Records provided:
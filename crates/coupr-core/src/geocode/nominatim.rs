//! HTTP geocoder for Nominatim-compatible search APIs.

use std::time::Duration;

use reqwest::{Client, Url};
use serde::Deserialize;
use tracing::debug;

use super::{GeoLocation, Geocoder};
use crate::error::GeocodeError;
use crate::models::config::GeocoderConfig;

/// Geocoder backed by the Nominatim `/search` endpoint.
pub struct NominatimGeocoder {
    client: Client,
    base_url: Url,
}

#[derive(Debug, Deserialize)]
struct NominatimPlace {
    lat: String,
    lon: String,
}

impl NominatimPlace {
    fn to_location(&self) -> Result<GeoLocation, GeocodeError> {
        let latitude = parse_coordinate("lat", &self.lat)?;
        let longitude = parse_coordinate("lon", &self.lon)?;
        Ok(GeoLocation { latitude, longitude })
    }
}

impl NominatimGeocoder {
    /// Create a geocoder from configuration.
    pub fn new(config: &GeocoderConfig) -> Result<Self, GeocodeError> {
        Self::with_base_url(&config.base_url, config.timeout_secs, &config.user_agent)
    }

    /// Create a geocoder pointed at a custom base URL.
    pub fn with_base_url(
        base_url: &str,
        timeout_secs: u64,
        user_agent: &str,
    ) -> Result<Self, GeocodeError> {
        let client = Client::builder()
            .timeout(Duration::from_secs(timeout_secs))
            .connect_timeout(Duration::from_secs(timeout_secs))
            .user_agent(user_agent)
            .build()?;

        // Exactly one trailing slash so joining "search" appends a segment
        let normalized = format!("{}/", base_url.trim_end_matches('/'));
        let base_url = Url::parse(&normalized).map_err(|e| GeocodeError::InvalidBaseUrl {
            url: base_url.to_string(),
            reason: e.to_string(),
        })?;

        Ok(Self { client, base_url })
    }

    fn search_url(&self, address: &str) -> Result<Url, GeocodeError> {
        let mut url = self
            .base_url
            .join("search")
            .map_err(|e| GeocodeError::InvalidBaseUrl {
                url: self.base_url.to_string(),
                reason: e.to_string(),
            })?;
        url.query_pairs_mut()
            .append_pair("q", address)
            .append_pair("format", "jsonv2")
            .append_pair("limit", "1");
        Ok(url)
    }
}

impl Geocoder for NominatimGeocoder {
    async fn geocode(&self, address: &str) -> Result<Vec<GeoLocation>, GeocodeError> {
        let url = self.search_url(address)?;
        debug!("Geocoding '{}'", address);

        let response = self.client.get(url).send().await?;
        let status = response.status();
        if !status.is_success() {
            return Err(GeocodeError::Status(status.as_u16()));
        }

        let places: Vec<NominatimPlace> = response
            .json()
            .await
            .map_err(|e| GeocodeError::Decode(e.to_string()))?;

        places.iter().map(NominatimPlace::to_location).collect()
    }
}

fn parse_coordinate(name: &str, value: &str) -> Result<f64, GeocodeError> {
    value
        .trim()
        .parse::<f64>()
        .ok()
        .filter(|v| v.is_finite())
        .ok_or_else(|| GeocodeError::Decode(format!("invalid {} '{}'", name, value)))
}

#[cfg(test)]
mod tests {
    use super::*;

    #[test]
    fn test_search_url() {
        let geocoder =
            NominatimGeocoder::with_base_url("http://localhost:8080/", 4, "coupr-test").unwrap();
        let url = geocoder.search_url("2055 28th St SE").unwrap();
        assert_eq!(url.path(), "/search");
        assert_eq!(
            url.query(),
            Some("q=2055+28th+St+SE&format=jsonv2&limit=1")
        );
    }

    #[test]
    fn test_invalid_base_url() {
        let result = NominatimGeocoder::with_base_url("not a url", 4, "coupr-test");
        assert!(matches!(result, Err(GeocodeError::InvalidBaseUrl { .. })));
    }

    #[test]
    fn test_parse_coordinate() {
        assert_eq!(parse_coordinate("lat", " 42.96 ").unwrap(), 42.96);
        assert!(parse_coordinate("lat", "north").is_err());
        assert!(parse_coordinate("lat", "NaN").is_err());
    }
}
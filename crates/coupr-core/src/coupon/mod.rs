//! Coupon field extraction module.

pub mod normalize;
mod parser;
pub mod ranking;
pub mod rules;
pub mod scoring;

pub use parser::{CouponParser, ExtractionResult};

use crate::models::coupon::{CouponInput, ParsedCoupon};

/// Trait for coupon field extractors.
///
/// Implementations are best effort: anything that cannot be determined is
/// left empty rather than reported as an error.
pub trait CouponExtractor {
    /// Extract coupon fields from text and optional layout blocks.
    fn extract(&self, input: &CouponInput) -> ParsedCoupon;

    /// Extract coupon fields from plain text.
    fn extract_from_text(&self, text: &str) -> ParsedCoupon;
}
//! Redemption mode detection.

use super::patterns::{DINE_IN, PICKUP};
use crate::models::coupon::RedemptionMode;

/// Detect whether a coupon is for dine-in or pickup orders.
///
/// Dine-in is checked first and wins when both appear.
pub fn detect_mode(text: &str) -> RedemptionMode {
    if DINE_IN.is_match(text) {
        RedemptionMode::DineIn
    } else if PICKUP.is_match(text) {
        RedemptionMode::Pickup
    } else {
        RedemptionMode::Unspecified
    }
}

#[cfg(test)]
mod tests {
    use super::*;

    #[test]
    fn test_detect_mode() {
        assert_eq!(detect_mode("Valid for DINE-IN only"), RedemptionMode::DineIn);
        assert_eq!(detect_mode("Online pick up orders"), RedemptionMode::Pickup);
        assert_eq!(detect_mode("Any order"), RedemptionMode::Unspecified);
    }

    #[test]
    fn test_dine_in_beats_pickup() {
        assert_eq!(
            detect_mode("Pickup or dine in at participating stores"),
            RedemptionMode::DineIn
        );
    }
}
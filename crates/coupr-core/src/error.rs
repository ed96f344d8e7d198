//! Error types for the coupr-core library.
//!
//! Field extraction itself never fails: anything the heuristics cannot
//! determine is reported as an absent field. These errors cover the
//! boundaries around it (caller input, geocoding, persistence rows).

use thiserror::Error;

/// Main error type for the coupr library.
#[derive(Error, Debug)]
pub enum CouprError {
    /// Caller input violated the extraction contract.
    #[error("input error: {0}")]
    Input(#[from] InputError),

    /// Geocoding lookup failed.
    #[error("geocode error: {0}")]
    Geocode(#[from] GeocodeError),

    /// Persistence row could not be built or validated.
    #[error("record error: {0}")]
    Record(#[from] RecordError),

    /// JSON (de)serialization error.
    #[error("JSON error: {0}")]
    Json(#[from] serde_json::Error),

    /// I/O error.
    #[error("I/O error: {0}")]
    Io(#[from] std::io::Error),

    /// Configuration error.
    #[error("configuration error: {0}")]
    Config(String),
}

/// Errors raised while validating extraction input.
#[derive(Error, Debug)]
pub enum InputError {
    /// Input document could not be decoded.
    #[error("malformed input: {0}")]
    Malformed(String),

    /// A bounding box has coordinates outside the normalized image space.
    #[error("bounding box out of range for block {index}: {reason}")]
    BoundingBox { index: usize, reason: String },

    /// A brand hint was empty after trimming.
    #[error("empty brand name at position {0}")]
    EmptyBrand(usize),
}

/// Errors produced by geocoder implementations.
#[derive(Error, Debug)]
pub enum GeocodeError {
    /// Transport-level failure (connect, timeout, TLS).
    #[cfg(feature = "native")]
    #[error("HTTP error: {0}")]
    Http(#[from] reqwest::Error),

    /// The service answered with a non-success status.
    #[error("geocoder returned status {0}")]
    Status(u16),

    /// Response body did not contain usable coordinates.
    #[error("failed to decode geocoder response: {0}")]
    Decode(String),

    /// Configured base URL is not a valid URL.
    #[error("invalid geocoder base URL '{url}': {reason}")]
    InvalidBaseUrl { url: String, reason: String },

    /// Lookup failed for a reason reported by the host environment.
    #[error("geocoder lookup failed: {0}")]
    Lookup(String),
}

/// Errors related to coupon persistence rows.
#[derive(Error, Debug)]
pub enum RecordError {
    /// Required field is missing.
    #[error("missing required field: {0}")]
    MissingField(String),

    /// Field has the wrong type or an unparseable value.
    #[error("invalid value for {field}: {reason}")]
    InvalidField { field: String, reason: String },
}

/// Result type for the coupr library.
pub type Result<T> = std::result::Result<T, CouprError>;
//! Candidate ranking, including geocode-validated address selection.

use tracing::{debug, warn};

use super::rules::{has_street_token, has_zip};
use super::scoring::ScoredCandidate;
use crate::geocode::Geocoder;
use crate::models::coupon::GeoPoint;

/// Bonus for a candidate the geocoder resolved.
const GEOCODED_BONUS: f64 = 2.0;
const GEOCODED_ZIP_BONUS: f64 = 0.3;
const GEOCODED_STREET_BONUS: f64 = 0.2;

/// Default number of top address candidates sent to the geocoder.
pub const DEFAULT_MAX_ADDRESS_CANDIDATES: usize = 6;

/// Sort candidates by descending score. Ties keep input order.
pub fn sort_candidates(candidates: &mut [ScoredCandidate]) {
    candidates.sort_by(|a, b| b.score.total_cmp(&a.score));
}

/// Pick the best-scoring store name.
pub fn rank_store(mut candidates: Vec<ScoredCandidate>) -> Option<String> {
    sort_candidates(&mut candidates);
    candidates.into_iter().next().map(|c| c.text)
}

/// The chosen address and, when it was geocoded, its coordinates.
#[derive(Debug, Clone, PartialEq)]
pub struct AddressChoice {
    pub text: String,
    pub geo: Option<GeoPoint>,
    pub score: f64,
}

/// Outcome of address ranking.
#[derive(Debug, Clone, Default, PartialEq)]
pub struct AddressRanking {
    pub choice: Option<AddressChoice>,
    /// Lookups that failed, as "candidate: error" messages.
    pub failures: Vec<String>,
}

/// Pick the best heuristic address without geocoding.
pub fn rank_address(mut candidates: Vec<ScoredCandidate>) -> Option<AddressChoice> {
    sort_candidates(&mut candidates);
    candidates.into_iter().next().map(|c| AddressChoice {
        text: c.text,
        geo: None,
        score: c.score,
    })
}

/// Combined score of a candidate the geocoder resolved.
pub fn geocoded_score(candidate: &ScoredCandidate) -> f64 {
    let mut score = candidate.score + GEOCODED_BONUS;
    if has_zip(&candidate.text) {
        score += GEOCODED_ZIP_BONUS;
    }
    if has_street_token(&candidate.text) {
        score += GEOCODED_STREET_BONUS;
    }
    score
}

/// Re-rank the top `limit` address candidates by geocoding them in order.
///
/// The highest combined score among resolved candidates wins; if none
/// resolves (or `limit` is zero), the best heuristic candidate is returned
/// without coordinates. Lookup errors are recorded and otherwise treated as "not found".
pub async fn rank_addresses_geocoded<G: Geocoder>(
    mut candidates: Vec<ScoredCandidate>,
    geocoder: &G,
    limit: usize,
) -> AddressRanking {
    sort_candidates(&mut candidates);

    let mut ranking = AddressRanking::default();
    let mut best: Option<AddressChoice> = None;

    for candidate in candidates.iter().take(limit) {
        match geocoder.geocode(&candidate.text).await {
            Ok(results) => {
                let Some(location) = results.first() else {
                    debug!("No geocode results for '{}'", candidate.text);
                    continue;
                };
                let score = geocoded_score(candidate);
                debug!("Geocoded '{}' with combined score {:.2}", candidate.text, score);
                if best.as_ref().is_none_or(|b| score > b.score) {
                    best = Some(AddressChoice {
                        text: candidate.text.clone(),
                        geo: Some(GeoPoint::from(*location)),
                        score,
                    });
                }
            }
            Err(e) => {
                warn!("Geocoding '{}' failed: {}", candidate.text, e);
                ranking.failures.push(format!("{}: {}", candidate.text, e));
            }
        }
    }

    ranking.choice = best.or_else(|| {
        candidates.into_iter().next().map(|c| AddressChoice {
            text: c.text,
            geo: None,
            score: c.score,
        })
    });
    ranking
}

#[cfg(test)]
mod tests {
    use std::cell::RefCell;
    use std::collections::HashMap;

    use super::*;
    use crate::error::GeocodeError;
    use crate::geocode::GeoLocation;

    /// Answers from a fixed table and records every lookup.
    struct TableGeocoder {
        known: HashMap<String, GeoLocation>,
        failing: Vec<String>,
        calls: RefCell<Vec<String>>,
    }

    impl TableGeocoder {
        fn new(known: &[(&str, f64, f64)]) -> Self {
            Self {
                known: known
                    .iter()
                    .map(|(a, lat, lng)| {
                        (a.to_string(), GeoLocation { latitude: *lat, longitude: *lng })
                    })
                    .collect(),
                failing: Vec::new(),
                calls: RefCell::new(Vec::new()),
            }
        }

        fn failing_on(mut self, address: &str) -> Self {
            self.failing.push(address.to_string());
            self
        }
    }

    impl Geocoder for TableGeocoder {
        async fn geocode(&self, address: &str) -> Result<Vec<GeoLocation>, GeocodeError> {
            self.calls.borrow_mut().push(address.to_string());
            if self.failing.iter().any(|a| a == address) {
                return Err(GeocodeError::Lookup("network unreachable".to_string()));
            }
            Ok(self.known.get(address).copied().into_iter().collect())
        }
    }

    fn candidate(text: &str, score: f64) -> ScoredCandidate {
        ScoredCandidate::new(text, None, score)
    }

    #[test]
    fn test_rank_store_picks_highest() {
        let candidates = vec![candidate("20% OFF", 2.8), candidate("SUBWAY", 3.3)];
        assert_eq!(rank_store(candidates), Some("SUBWAY".to_string()));
    }

    #[test]
    fn test_rank_store_tie_keeps_first() {
        let candidates = vec![candidate("FIRST", 3.0), candidate("SECOND", 3.0)];
        assert_eq!(rank_store(candidates), Some("FIRST".to_string()));
    }

    #[test]
    fn test_rank_store_empty() {
        assert_eq!(rank_store(Vec::new()), None);
    }

    #[test]
    fn test_geocoded_score_bonuses() {
        let both = candidate("2055 28th St SE, Grand Rapids, MI 49512", 5.0);
        assert!((geocoded_score(&both) - 7.5).abs() < 1e-9);

        let street_only = candidate("2055 28th St SE", 3.7);
        assert!((geocoded_score(&street_only) - 5.9).abs() < 1e-9);
    }

    #[tokio::test]
    async fn test_geocoded_candidate_beats_higher_heuristic() {
        let geocoder = TableGeocoder::new(&[("Grand Rapids, MI 49512", 42.91, -85.58)]);
        let candidates = vec![
            candidate("2055 28th St SE", 3.7),
            candidate("Grand Rapids, MI 49512", 2.5),
        ];

        let ranking = rank_addresses_geocoded(candidates, &geocoder, 6).await;
        let choice = ranking.choice.unwrap();

        assert_eq!(choice.text, "Grand Rapids, MI 49512");
        assert_eq!(choice.geo, Some(GeoPoint { lat: 42.91, lng: -85.58 }));
        assert!(ranking.failures.is_empty());
    }

    #[tokio::test]
    async fn test_no_geocode_hit_falls_back_to_heuristic() {
        let geocoder = TableGeocoder::new(&[]);
        let candidates = vec![candidate("Ste 4", 2.4), candidate("2055 28th St SE", 3.7)];

        let ranking = rank_addresses_geocoded(candidates, &geocoder, 6).await;
        let choice = ranking.choice.unwrap();

        assert_eq!(choice.text, "2055 28th St SE");
        assert_eq!(choice.geo, None);
    }

    #[tokio::test]
    async fn test_geocode_failure_is_recorded_and_skipped() {
        let geocoder = TableGeocoder::new(&[("Grand Rapids, MI 49512", 42.91, -85.58)])
            .failing_on("2055 28th St SE");
        let candidates = vec![
            candidate("2055 28th St SE", 3.7),
            candidate("Grand Rapids, MI 49512", 2.5),
        ];

        let ranking = rank_addresses_geocoded(candidates, &geocoder, 6).await;

        assert_eq!(ranking.choice.unwrap().text, "Grand Rapids, MI 49512");
        assert_eq!(ranking.failures.len(), 1);
        assert!(ranking.failures[0].starts_with("2055 28th St SE: "));
    }

    #[tokio::test]
    async fn test_zero_limit_still_returns_heuristic_best() {
        let geocoder = TableGeocoder::new(&[("99 Ionia Ave SW", 42.96, -85.67)]);
        let candidates = vec![candidate("Ste 4", 2.4), candidate("99 Ionia Ave SW", 3.7)];

        let ranking = rank_addresses_geocoded(candidates, &geocoder, 0).await;
        let choice = ranking.choice.unwrap();

        assert_eq!(choice.text, "99 Ionia Ave SW");
        assert_eq!(choice.geo, None);
        assert!(geocoder.calls.borrow().is_empty());
    }

    #[tokio::test]
    async fn test_only_top_candidates_are_geocoded() {
        let geocoder = TableGeocoder::new(&[]);
        let candidates = (0..10)
            .map(|i| candidate(&format!("{} Main St", i), 10.0 - i as f64))
            .collect();

        rank_addresses_geocoded(candidates, &geocoder, 3).await;

        assert_eq!(
            *geocoder.calls.borrow(),
            vec!["0 Main St".to_string(), "1 Main St".to_string(), "2 Main St".to_string()]
        );
    }
}
//! Phone number extraction.

use tracing::debug;

use super::patterns::PHONE;
use super::{ExtractionMatch, FieldExtractor};

/// Phone number extractor.
///
/// A match is accepted when it carries 7 to 10 digits, not counting a
/// leading `+1` country code. The preferred match is the fullest one.
pub struct PhoneExtractor;

impl PhoneExtractor {
    pub fn new() -> Self {
        Self
    }
}

impl Default for PhoneExtractor {
    fn default() -> Self {
        Self::new()
    }
}

impl FieldExtractor for PhoneExtractor {
    type Output = ExtractionMatch<String>;

    fn extract(&self, text: &str) -> Option<Self::Output> {
        // max_by_key keeps the last maximum; iterate in reverse so ties
        // resolve to the first occurrence.
        self.extract_all(text)
            .into_iter()
            .rev()
            .max_by_key(|m| digit_count(&m.value))
    }

    fn extract_all(&self, text: &str) -> Vec<Self::Output> {
        PHONE
            .find_iter(text)
            .filter(|m| {
                let digits = national_digit_count(m.as_str());
                (7..=10).contains(&digits)
            })
            .map(|m| {
                let value = m.as_str().trim().to_string();
                let confidence = if digit_count(&value) >= 10 { 0.9 } else { 0.6 };
                ExtractionMatch::new(value, confidence, m.as_str())
                    .with_position(m.start(), m.end())
            })
            .collect()
    }
}

/// Extract the phone number with the most digits from text.
pub fn extract_phone(text: &str) -> Option<String> {
    PhoneExtractor::new().extract(text).map(|m| {
        debug!("Phone '{}' matched (confidence {:.2})", m.source, m.confidence);
        m.value
    })
}

/// Count ASCII digits in a string.
pub fn digit_count(s: &str) -> usize {
    s.chars().filter(|c| c.is_ascii_digit()).count()
}

fn national_digit_count(s: &str) -> usize {
    let digits = digit_count(s);
    if s.trim_start().starts_with("+1") {
        digits.saturating_sub(1)
    } else {
        digits
    }
}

Task brief: Among the entries above, find every line holding "CouponInput" and copy it.

Your solution:
use crate::models::coupon::{CouponInput, ParsedCoupon};
    fn extract(&self, input: &CouponInput) -> ParsedCoupon;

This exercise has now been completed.